- Opening Delimiter -

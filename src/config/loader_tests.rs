//! Tests for configuration file loading.

use super::*;
use crate::render::Color;
use serial_test::serial;
use std::env;
use std::fs;

fn date(y: i32, m: u32, d: u32) -> NaiveDate {
    NaiveDate::from_ymd_opt(y, m, d).unwrap()
}

#[test]
fn default_config_path_contains_calgrid_config_toml() {
    let Some(path) = default_config_path() else {
        return;
    };
    let path_str = path.to_string_lossy();
    assert!(
        path_str.contains("calgrid") && path_str.ends_with("config.toml"),
        "Path should contain 'calgrid' and end with 'config.toml', got: {}",
        path_str
    );
}

#[test]
fn load_config_file_returns_ok_none_for_missing_file() {
    let result = load_config_file("/nonexistent/path/to/config.toml");
    assert_eq!(
        result,
        Ok(None),
        "Missing config file should return Ok(None), not an error"
    );
}

#[test]
fn load_config_file_parses_valid_toml() {
    let config_path = env::temp_dir().join("calgrid_test_config_valid.toml");

    let toml_content = r##"
start_date = "2024-01-15"
column_count = 7
virtual_height = 2400.0
pixel_density = 2.0
locale = "en"

[colors]
header = "#336699"
today = "#40ffffff"
"##;

    fs::write(&config_path, toml_content).expect("Failed to write test config");

    let config = load_config_file(&config_path)
        .expect("Should successfully parse valid TOML")
        .expect("Should return Some(ConfigFile) for existing file");

    assert_eq!(config.start_date, Some(date(2024, 1, 15)));
    assert_eq!(config.column_count, Some(7));
    assert_eq!(config.virtual_height, Some(2400.0));
    assert_eq!(config.pixel_density, Some(2.0));
    assert_eq!(config.locale, Some(Locale::English));
    assert_eq!(config.hour_gutter_width, None);

    let colors = config.colors.expect("colors table");
    assert_eq!(colors.header, Some(Color::rgb(0x33, 0x66, 0x99)));
    assert_eq!(colors.today, Some(Color::argb(0x40, 0xff, 0xff, 0xff)));
    assert_eq!(colors.line, None);

    fs::remove_file(config_path).ok();
}

#[test]
fn load_config_file_returns_error_for_invalid_toml() {
    let config_path = env::temp_dir().join("calgrid_test_config_invalid.toml");
    fs::write(&config_path, "column_count = [not toml").expect("Failed to write test config");

    let result = load_config_file(&config_path);
    assert!(
        matches!(result, Err(ConfigError::ParseError { .. })),
        "Invalid TOML should be a parse error, got {result:?}"
    );

    fs::remove_file(config_path).ok();
}

#[test]
fn bad_color_is_a_parse_error() {
    let config_path = env::temp_dir().join("calgrid_test_config_bad_color.toml");
    fs::write(&config_path, "[colors]\nheader = \"#12\"\n").expect("Failed to write test config");

    let result = load_config_file(&config_path);
    match result {
        Err(ConfigError::ParseError { reason, .. }) => {
            assert!(reason.contains("hex digits"), "reason: {reason}");
        }
        other => panic!("expected parse error, got {other:?}"),
    }

    fs::remove_file(config_path).ok();
}

#[test]
fn config_file_rejects_unknown_fields() {
    let result: Result<ConfigFile, _> = toml::from_str("theme = \"dark\"\n");
    assert!(result.is_err(), "Unknown top-level keys should be rejected");

    let result: Result<ConfigFile, _> = toml::from_str("[colors]\nborder = \"#000000\"\n");
    assert!(result.is_err(), "Unknown color keys should be rejected");
}

#[test]
fn locale_accepts_long_names() {
    let config: ConfigFile = toml::from_str("locale = \"korean\"\n").unwrap();
    assert_eq!(config.locale, Some(Locale::Korean));
}

#[test]
fn merge_config_uses_defaults_when_none() {
    assert_eq!(merge_config(None), ResolvedConfig::default());
}

#[test]
fn merge_config_overrides_with_config_file_values() {
    let config_file = ConfigFile {
        start_date: Some(date(2024, 3, 1)),
        hour_gutter_width: Some(40.0),
        column_count: Some(3),
        locale: Some(Locale::English),
        colors: Some(ColorsSection {
            line: Some(Color::rgb(1, 2, 3)),
            ..ColorsSection::default()
        }),
        ..ConfigFile::default()
    };

    let resolved = merge_config(Some(config_file));
    let defaults = ResolvedConfig::default();

    assert_eq!(resolved.start_date, Some(date(2024, 3, 1)));
    assert_eq!(resolved.layout.hour_gutter_width, 40.0);
    assert_eq!(resolved.layout.column_count, 3);
    assert_eq!(resolved.layout.header_height, defaults.layout.header_height);
    assert_eq!(resolved.layout.virtual_height, defaults.layout.virtual_height);
    assert_eq!(resolved.locale, Locale::English);
    assert_eq!(resolved.colors.line, Color::rgb(1, 2, 3));
    assert_eq!(resolved.colors.header, defaults.colors.header);
}

/// RAII guard to ensure environment variable cleanup even under test parallelism.
struct EnvGuard(&'static str);

impl EnvGuard {
    fn new(name: &'static str) -> Self {
        env::remove_var(name);
        EnvGuard(name)
    }
}

impl Drop for EnvGuard {
    fn drop(&mut self) {
        env::remove_var(self.0);
    }
}

#[test]
#[serial(calgrid_env)]
fn apply_env_overrides_reads_start_date_and_locale() {
    let _date = EnvGuard::new(START_DATE_ENV);
    let _locale = EnvGuard::new(LOCALE_ENV);

    env::set_var(START_DATE_ENV, "2025-06-01");
    env::set_var(LOCALE_ENV, "en");

    let result = apply_env_overrides(ResolvedConfig::default()).expect("valid overrides");
    assert_eq!(result.start_date, Some(date(2025, 6, 1)));
    assert_eq!(result.locale, Locale::English);
}

#[test]
#[serial(calgrid_env)]
fn apply_env_overrides_rejects_bad_date() {
    let _date = EnvGuard::new(START_DATE_ENV);
    let _locale = EnvGuard::new(LOCALE_ENV);

    env::set_var(START_DATE_ENV, "next tuesday");

    let result = apply_env_overrides(ResolvedConfig::default());
    assert!(matches!(
        result,
        Err(ConfigError::InvalidEnvValue { var: START_DATE_ENV, .. })
    ));
}

#[test]
#[serial(calgrid_env)]
fn apply_env_overrides_no_change_when_env_var_not_set() {
    let _date = EnvGuard::new(START_DATE_ENV);
    let _locale = EnvGuard::new(LOCALE_ENV);

    let base = ResolvedConfig::default();
    assert_eq!(apply_env_overrides(base.clone()), Ok(base));
}

#[test]
fn apply_cli_overrides_wins_over_everything() {
    let base = ResolvedConfig {
        start_date: Some(date(2024, 1, 1)),
        locale: Locale::English,
        ..ResolvedConfig::default()
    };

    let result = apply_cli_overrides(base, Some(date(2024, 2, 2)), Some(7), Some(Locale::Korean));
    assert_eq!(result.start_date, Some(date(2024, 2, 2)));
    assert_eq!(result.layout.column_count, 7);
    assert_eq!(result.locale, Locale::Korean);
}

#[test]
fn apply_cli_overrides_keeps_unset_fields() {
    let base = ResolvedConfig {
        start_date: Some(date(2024, 1, 1)),
        ..ResolvedConfig::default()
    };
    assert_eq!(apply_cli_overrides(base.clone(), None, None, None), base);
}

#[test]
#[serial(calgrid_config)]
fn load_config_with_precedence_prefers_explicit_path() {
    let _guard = EnvGuard::new(CONFIG_PATH_ENV);

    let explicit = env::temp_dir().join("calgrid_test_explicit.toml");
    let from_env = env::temp_dir().join("calgrid_test_from_env.toml");
    fs::write(&explicit, "column_count = 2\n").unwrap();
    fs::write(&from_env, "column_count = 9\n").unwrap();
    env::set_var(CONFIG_PATH_ENV, &from_env);

    let config = load_config_with_precedence(Some(explicit.clone()))
        .unwrap()
        .unwrap();
    assert_eq!(config.column_count, Some(2));

    fs::remove_file(explicit).ok();
    fs::remove_file(from_env).ok();
}

#[test]
#[serial(calgrid_config)]
fn load_config_with_precedence_uses_env_var_when_no_explicit_path() {
    let _guard = EnvGuard::new(CONFIG_PATH_ENV);

    let from_env = env::temp_dir().join("calgrid_test_env_only.toml");
    fs::write(&from_env, "column_count = 9\n").unwrap();
    env::set_var(CONFIG_PATH_ENV, &from_env);

    let config = load_config_with_precedence(None).unwrap().unwrap();
    assert_eq!(config.column_count, Some(9));

    fs::remove_file(from_env).ok();
}

#[test]
#[serial(calgrid_config)]
fn load_config_with_precedence_rejects_empty_env_path() {
    let _guard = EnvGuard::new(CONFIG_PATH_ENV);
    env::set_var(CONFIG_PATH_ENV, "");

    assert!(matches!(
        load_config_with_precedence(None),
        Err(ConfigError::InvalidPath(_))
    ));
}
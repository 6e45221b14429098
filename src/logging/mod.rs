//! Tracing subscriber initialization.
//!
//! The terminal host owns stdout, so logs go to a file. Follow them with
//! `tail -f` from another terminal.

use std::path::{Path, PathBuf};
use thiserror::Error;
use tracing_subscriber::EnvFilter;

/// Filter used when `RUST_LOG` is unset or invalid.
pub const DEFAULT_FILTER: &str = "info";

/// Error type for logging initialization failures.
#[derive(Debug, Error)]
pub enum LoggingError {
    /// Failed to create log directory
    #[error("Failed to create log directory at {path:?}: {source}")]
    DirectoryCreation {
        /// The directory path that failed to be created
        path: PathBuf,
        /// The underlying I/O error
        #[source]
        source: std::io::Error,
    },

    /// Invalid log file path (no filename component)
    #[error("Invalid log file path: {0:?}")]
    InvalidPath(PathBuf),

    /// Log path has no parent directory
    #[error("Log path has no parent directory: {0:?}")]
    NoParentDirectory(PathBuf),

    /// Tracing subscriber already initialized
    #[error("Tracing subscriber already initialized")]
    SubscriberAlreadySet,
}

/// Directory and file name of a log path.
///
/// A bare file name (`calgrid.log`) resolves to the current directory.
pub fn split_log_path(log_path: &Path) -> Result<(PathBuf, String), LoggingError> {
    let file_name = log_path
        .file_name()
        .and_then(|n| n.to_str())
        .ok_or_else(|| LoggingError::InvalidPath(log_path.to_path_buf()))?;

    let directory = log_path
        .parent()
        .ok_or_else(|| LoggingError::NoParentDirectory(log_path.to_path_buf()))?;
    let directory = if directory.as_os_str().is_empty() {
        PathBuf::from(".")
    } else {
        directory.to_path_buf()
    };

    Ok((directory, file_name.to_string()))
}

/// `RUST_LOG` if set and valid, else [`DEFAULT_FILTER`].
pub fn env_filter() -> EnvFilter {
    EnvFilter::try_from_default_env().unwrap_or_else(|_| EnvFilter::new(DEFAULT_FILTER))
}

/// Initialize the tracing subscriber with file-based logging.
///
/// Creates the log directory if it doesn't exist. The file is appended to,
/// never rotated.
///
/// # Errors
/// Fails when the path has no file name, the directory cannot be created,
/// or a global subscriber is already installed.
pub fn init(log_path: &Path) -> Result<(), LoggingError> {
    let (directory, file_name) = split_log_path(log_path)?;

    std::fs::create_dir_all(&directory).map_err(|source| LoggingError::DirectoryCreation {
        path: directory.clone(),
        source,
    })?;

    let file_appender = tracing_appender::rolling::never(&directory, &file_name);

    tracing_subscriber::fmt()
        .with_env_filter(env_filter())
        .with_writer(file_appender)
        .with_ansi(false)
        .try_init()
        .map_err(|_| LoggingError::SubscriberAlreadySet)
}

#[cfg(test)]
mod tests {
    use super::*;
    use serial_test::serial;
    use std::fs;
    use std::io;
    use std::sync::{Arc, Mutex};

    #[test]
    fn split_separates_directory_and_file() {
        let (dir, file) = split_log_path(Path::new("/var/log/calgrid/calgrid.log")).unwrap();
        assert_eq!(dir, PathBuf::from("/var/log/calgrid"));
        assert_eq!(file, "calgrid.log");
    }

    #[test]
    fn split_bare_file_name_uses_current_directory() {
        let (dir, file) = split_log_path(Path::new("calgrid.log")).unwrap();
        assert_eq!(dir, PathBuf::from("."));
        assert_eq!(file, "calgrid.log");
    }

    #[test]
    fn split_rejects_path_without_file_name() {
        assert!(matches!(
            split_log_path(Path::new("/")),
            Err(LoggingError::InvalidPath(_))
        ));
        assert!(matches!(
            split_log_path(Path::new("logs/..")),
            Err(LoggingError::InvalidPath(_))
        ));
    }

    #[test]
    #[serial(tracing_init)]
    fn init_creates_log_directory_if_missing() {
        let test_dir = std::env::temp_dir().join("calgrid_test_logs_create");
        let log_file = test_dir.join("test.log");
        let _ = fs::remove_dir_all(&test_dir);

        // May fail if another test already installed a subscriber; the
        // directory is created before that check.
        let _ = init(&log_file);

        assert!(
            test_dir.exists(),
            "Log directory should be created: {:?}",
            test_dir
        );

        let _ = fs::remove_dir_all(&test_dir);
    }

    #[test]
    #[serial(tracing_init)]
    fn second_init_reports_subscriber_already_set() {
        let test_dir = std::env::temp_dir().join("calgrid_test_logs_twice");
        let log_file = test_dir.join("test.log");

        let _ = init(&log_file);
        assert!(matches!(
            init(&log_file),
            Err(LoggingError::SubscriberAlreadySet)
        ));

        let _ = fs::remove_dir_all(&test_dir);
    }

    /// Writer that appends into a shared buffer.
    #[derive(Clone, Default)]
    struct Captured(Arc<Mutex<Vec<u8>>>);

    impl io::Write for Captured {
        fn write(&mut self, buf: &[u8]) -> io::Result<usize> {
            self.0.lock().unwrap().extend_from_slice(buf);
            Ok(buf.len())
        }

        fn flush(&mut self) -> io::Result<()> {
            Ok(())
        }
    }

    #[test]
    fn gesture_transitions_are_logged_at_debug() {
        use crate::gesture::{GestureMachine, ScrollBounds};
        use crate::model::{Point, ScrollOffsets};

        let captured = Captured::default();
        let writer = captured.clone();
        let subscriber = tracing_subscriber::fmt()
            .with_env_filter(EnvFilter::new("calgrid=debug"))
            .with_writer(move || writer.clone())
            .with_ansi(false)
            .finish();

        tracing::subscriber::with_default(subscriber, || {
            let mut machine = GestureMachine::new();
            machine.pointer_down(Point::new(0.0, 0.0), ScrollOffsets::default());
            machine.pointer_move(
                Point::new(50.0, 0.0),
                ScrollBounds {
                    pixel_density: 1.0,
                    max_vertical_offset: 0.0,
                },
            );
            machine.pointer_up();
        });

        let output = String::from_utf8(captured.0.lock().unwrap().clone()).unwrap();
        assert!(output.contains("gesture started"), "{output}");
        assert!(output.contains("locked to horizontal axis"), "{output}");
        assert!(output.contains("gesture ended"), "{output}");
    }
}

- Closing Delimiter -

Copy all lines of the material above where the string "created" occurs.

        /// The directory path that failed to be created
/// Fails when the path has no file name, the directory cannot be created,
        // directory is created before that check.
            "Log directory should be created: {:?}",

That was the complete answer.